Dopée par les réactions du public filloniste, elle pousse son avantage."Votre parole est malhonnête. Parce que vous savez ce que c'est le pompon dans cette histoire ? C'est le coup de Bérégovoy, que vous avez fait tout à l'heure ! Ça ça passe pas." Pujadas, machiavélique : "Pourquoi ?"Angot, crescendo :"Pourquoi ça passe pas ? Ma question, si j'en ai une, est la suivante : est-ce que vous faites un chantage au suicide ?" Huées d'indignation des fillonistes du plateau, sur le mode : là, trop c'est trop. Mais non, ce n'est pas trop.Bien sûr, que le "je pense souvent à Pierre Bérégovoy" était un pervers chantage au suicide. Appeler les choses par leur nom.
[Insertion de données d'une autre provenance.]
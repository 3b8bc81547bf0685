//! Tokenization vault: stable pseudonym tokens for findings, anonymization of
//! text against the vault and restoration of the original values.
//!
//! Tokens have the form `[CATEGORY_n]`. The vault is caller-owned and
//! append-only; the same value (case-insensitive, whitespace-collapsed)
//! always maps to the same token.

use indexmap::IndexMap;
use lazy_static::lazy_static;
use regex::{Captures, NoExpand, Regex, RegexBuilder};
use serde::{Deserialize, Serialize};
use std::collections::HashSet;
use std::sync::Arc;
use tokio::sync::{Mutex, MutexGuard};
use tracing::{debug, warn};

use crate::error::Result;
use crate::types::{finding_key, Finding};
use crate::unify::SurfaceVariant;

lazy_static! {
    static ref TOKEN_PARTS: Regex = Regex::new(r"^\[([A-Z][A-Z_]*)_(\d+)\]$").unwrap();

    // Tokens already present in a text; never rewritten by anonymize.
    static ref TOKEN_SPAN: Regex = Regex::new(r"(?i)\[\s*[A-Z][A-Z_]*_\d+\s*\]").unwrap();

    static ref RESTORABLE_TOKEN: Regex = Regex::new(r"\[\s*([A-Za-z][A-Za-z_]*_\d+)\s*\]").unwrap();
}

/// Separator characters a surface form may add, drop or change.
const SEPARATOR_CLASS: &str = r"[\s/.\-]*";

// =============================================================================
// Vault
// =============================================================================

/// Ordered token → value mapping plus surface-form aliases.
#[derive(Debug, Clone, Default, PartialEq, Eq, Serialize, Deserialize)]
pub struct Vault {
    entries: IndexMap<String, String>,
    /// variant → token
    #[serde(default)]
    aliases: IndexMap<String, String>,
}

impl Vault {
    pub fn new() -> Self {
        Self::default()
    }

    /// Build a vault from a plain token → value map.
    pub fn from_record<I>(record: I) -> Self
    where
        I: IntoIterator<Item = (String, String)>,
    {
        Self {
            entries: record.into_iter().collect(),
            aliases: IndexMap::new(),
        }
    }

    /// Plain token → value map, without aliases.
    pub fn to_record(&self) -> IndexMap<String, String> {
        self.entries.clone()
    }

    pub fn from_json(json: &str) -> Result<Self> {
        Ok(serde_json::from_str(json)?)
    }

    pub fn to_json(&self) -> Result<String> {
        Ok(serde_json::to_string(self)?)
    }

    pub fn len(&self) -> usize {
        self.entries.len()
    }

    pub fn is_empty(&self) -> bool {
        self.entries.is_empty()
    }

    /// `(token, value)` pairs in insertion order.
    pub fn entries(&self) -> impl Iterator<Item = (&str, &str)> {
        self.entries.iter().map(|(t, v)| (t.as_str(), v.as_str()))
    }

    /// `(variant, token)` pairs in insertion order.
    pub fn aliases(&self) -> impl Iterator<Item = (&str, &str)> {
        self.aliases.iter().map(|(v, t)| (v.as_str(), t.as_str()))
    }

    /// Token for a value or alias already in the vault.
    pub fn token_for(&self, value: &str) -> Option<&str> {
        let key = finding_key(value);
        if key.is_empty() {
            return None;
        }

        self.entries
            .iter()
            .find(|(_, v)| finding_key(v) == key)
            .map(|(t, _)| t.as_str())
            .or_else(|| {
                self.aliases
                    .iter()
                    .find(|(variant, _)| finding_key(variant) == key)
                    .map(|(_, t)| t.as_str())
            })
    }

    /// Original value behind a token; spacing and case inside the brackets are ignored.
    pub fn value_of(&self, token: &str) -> Option<&str> {
        let inner = token.trim().trim_start_matches('[').trim_end_matches(']').trim();
        let normalized = format!("[{}]", inner.to_uppercase());
        self.entries.get(&normalized).map(String::as_str)
    }

    /// Token for the finding's value, minting `[CATEGORY_n]` when the value is new.
    pub fn tokenize(&mut self, finding: &Finding) -> String {
        if let Some(token) = self.token_for(&finding.value) {
            return token.to_string();
        }

        let code = finding.category.code();
        let token = format!("[{}_{}]", code, self.next_suffix(code));
        self.entries
            .insert(token.clone(), finding.value.trim().to_string());
        token
    }

    /// One past the highest suffix for `code`, or the smallest unused one when that overflows.
    fn next_suffix(&self, code: &str) -> u64 {
        let used: HashSet<u64> = self
            .entries
            .keys()
            .filter_map(|token| TOKEN_PARTS.captures(token))
            .filter(|caps| &caps[1] == code)
            .filter_map(|caps| caps[2].parse::<u64>().ok())
            .collect();

        let highest = used.iter().copied().max().unwrap_or(0);
        highest
            .checked_add(1)
            .or_else(|| (1..u64::MAX).find(|n| !used.contains(n)))
            .unwrap_or(u64::MAX)
    }

    /// Record `variant` as another surface form of `token`.
    ///
    /// Returns false when the token is unknown or the variant is already a
    /// value or alias in the vault.
    pub fn add_alias(&mut self, variant: &str, token: &str) -> bool {
        let variant = variant.trim();
        if !self.entries.contains_key(token) || self.token_for(variant).is_some() {
            return false;
        }
        self.aliases.insert(variant.to_string(), token.to_string());
        true
    }

    /// Tokenize every finding and alias every folded variant.
    pub fn absorb(&mut self, findings: &[Finding], variants: &[SurfaceVariant]) {
        for finding in findings {
            self.tokenize(finding);
        }
        for variant in variants {
            if let Some(token) = self.token_for(&variant.canonical).map(str::to_string) {
                self.add_alias(&variant.variant, &token);
            }
        }
    }
}

// =============================================================================
// Anonymize / restore
// =============================================================================

fn is_separator(c: char) -> bool {
    c.is_whitespace() || matches!(c, '/' | '.' | '-')
}

fn is_word_char(c: char) -> bool {
    c.is_alphanumeric() || c == '_'
}

/// Separator-tolerant pattern for a value; `None` when nothing but separators remain.
///
/// Separators before the first or after the last kept character (`S.r.l.`)
/// are matched optionally so they go into the token rather than stay behind.
fn matcher_pattern(value: &str) -> Option<String> {
    let value = value.trim();
    let kept: Vec<char> = value.chars().filter(|c| !is_separator(*c)).collect();
    let (first, last) = (*kept.first()?, *kept.last()?);

    let body = kept
        .iter()
        .map(|c| regex::escape(c.encode_utf8(&mut [0; 4])))
        .collect::<Vec<_>>()
        .join(SEPARATOR_CLASS);

    let leading: String = value.chars().take_while(|c| is_separator(*c)).collect();
    let trailing: String = value
        .chars()
        .rev()
        .take_while(|c| is_separator(*c))
        .collect::<Vec<_>>()
        .into_iter()
        .rev()
        .collect();
    let optional = |s: &str| {
        if s.is_empty() {
            String::new()
        } else {
            format!("(?:{})?", regex::escape(s))
        }
    };

    let start = if is_word_char(first) { r"\b" } else { "" };
    let end = if is_word_char(last) { r"\b" } else { "" };
    Some(format!("{}{}{}{}{}", optional(&leading), start, body, end, optional(&trailing)))
}

/// Replace matches in the text between existing tokens.
fn replace_outside_tokens(text: &str, matcher: &Regex, token: &str) -> String {
    let mut out = String::with_capacity(text.len());
    let mut last = 0;

    for existing in TOKEN_SPAN.find_iter(text) {
        out.push_str(&matcher.replace_all(&text[last..existing.start()], NoExpand(token)));
        out.push_str(existing.as_str());
        last = existing.end();
    }
    out.push_str(&matcher.replace_all(&text[last..], NoExpand(token)));
    out
}

/// Replace every vault value and alias in `text` with its token.
///
/// Longest values go first so a name inside an address is not split.
/// A value whose matcher cannot be compiled is skipped.
pub fn anonymize(text: &str, vault: &Vault) -> String {
    let mut surfaces: Vec<(&str, &str)> = vault
        .entries
        .iter()
        .map(|(token, value)| (value.as_str(), token.as_str()))
        .chain(vault.aliases.iter().map(|(variant, token)| (variant.as_str(), token.as_str())))
        .collect();
    surfaces.sort_by_key(|(value, _)| std::cmp::Reverse(value.chars().count()));

    let mut result = text.to_string();
    for (value, token) in surfaces {
        let Some(pattern) = matcher_pattern(value) else {
            continue;
        };
        let matcher = match RegexBuilder::new(&pattern).case_insensitive(true).build() {
            Ok(matcher) => matcher,
            Err(e) => {
                warn!(token = %token, error = %e, "Skipping vault entry with unbuildable matcher");
                continue;
            }
        };
        result = replace_outside_tokens(&result, &matcher, token);
    }

    result
}

/// Replace known tokens with their original values; unknown tokens stay as they are.
pub fn restore(text: &str, vault: &Vault) -> String {
    RESTORABLE_TOKEN
        .replace_all(text, |caps: &Captures| match vault.value_of(&caps[1]) {
            Some(value) => value.to_string(),
            None => {
                debug!(token = %&caps[0], "Unknown token left in place");
                caps[0].to_string()
            }
        })
        .into_owned()
}

// =============================================================================
// Shared vault
// =============================================================================

/// A vault shared by concurrent callers; token minting is serialized.
#[derive(Debug, Clone, Default)]
pub struct SharedVault {
    inner: Arc<Mutex<Vault>>,
}

impl SharedVault {
    pub fn new(vault: Vault) -> Self {
        Self {
            inner: Arc::new(Mutex::new(vault)),
        }
    }

    pub async fn lock(&self) -> MutexGuard<'_, Vault> {
        self.inner.lock().await
    }

    pub async fn snapshot(&self) -> Vault {
        self.inner.lock().await.clone()
    }

    /// Absorb findings and anonymize under one lock.
    ///
    /// Returns the anonymized text and a snapshot of the updated vault.
    pub async fn absorb_and_anonymize(
        &self,
        text: &str,
        findings: &[Finding],
        variants: &[SurfaceVariant],
    ) -> (String, Vault) {
        let mut vault = self.inner.lock().await;
        vault.absorb(findings, variants);
        (anonymize(text, &vault), vault.clone())
    }

    pub async fn restore(&self, text: &str) -> String {
        restore(text, &*self.inner.lock().await)
    }
}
Si ça s'arrête là, le match est plié. Mais ça ne s'arrête pas là. Viennent ensuite les minutes de trop. Et la contre-attaque de Fillon."Le coiffeur de François Hollande, ça vous a pas choquée, naturellement ?" Elle encaisse. "Vous parliez de votre bracelet, moi j'ai rendu les costumes". Elle encaisse.Ce don qu'elle a, notre championne, de se tirer des balles dans le pied ! Cette histoire du bracelet, quelle idée. Et pourquoi lit-elle ses feuilles ? Lève la tête ! Regarde-le ! Tu es si bonne, en impro ! Fillon, pour finir : "on est deux sur ce plateau à être mis en examen" (tiens tiens ! Il était quand même sacrément bien préparé, pour avoir révisé sa fiche Angot. L'invitée surprise était-elle vraiment "surprise" ?)

Sept minutes seulement sont passées, mais la séquence a tué toute l'émission. Oublié même,l'autisme de Fillon face aux soignants épuisés d'une maison pour personnes âgées, qu'il veut ramener à 39 heures.Pujadas : "Christine Angot, vous avez quelque chose à ajouter ?" "Non c'est bon, là. Ça va. Ça ne m'intéresse pas". Grand geste de ras le bol. "Le pompon", "c'est pas un dialogue" "ça va" : c'est quand elle prononce des mots comme ça, quand elle tue le parler-télé à coups de mots de tous les jours, qu'on aurait envie de l'embrasser. "C'est à ça, que ça sert, la littérature, parce qu'on ne peut pas parler avec des gens comme vous." Mission accomplie. Pour le meilleur et le pire.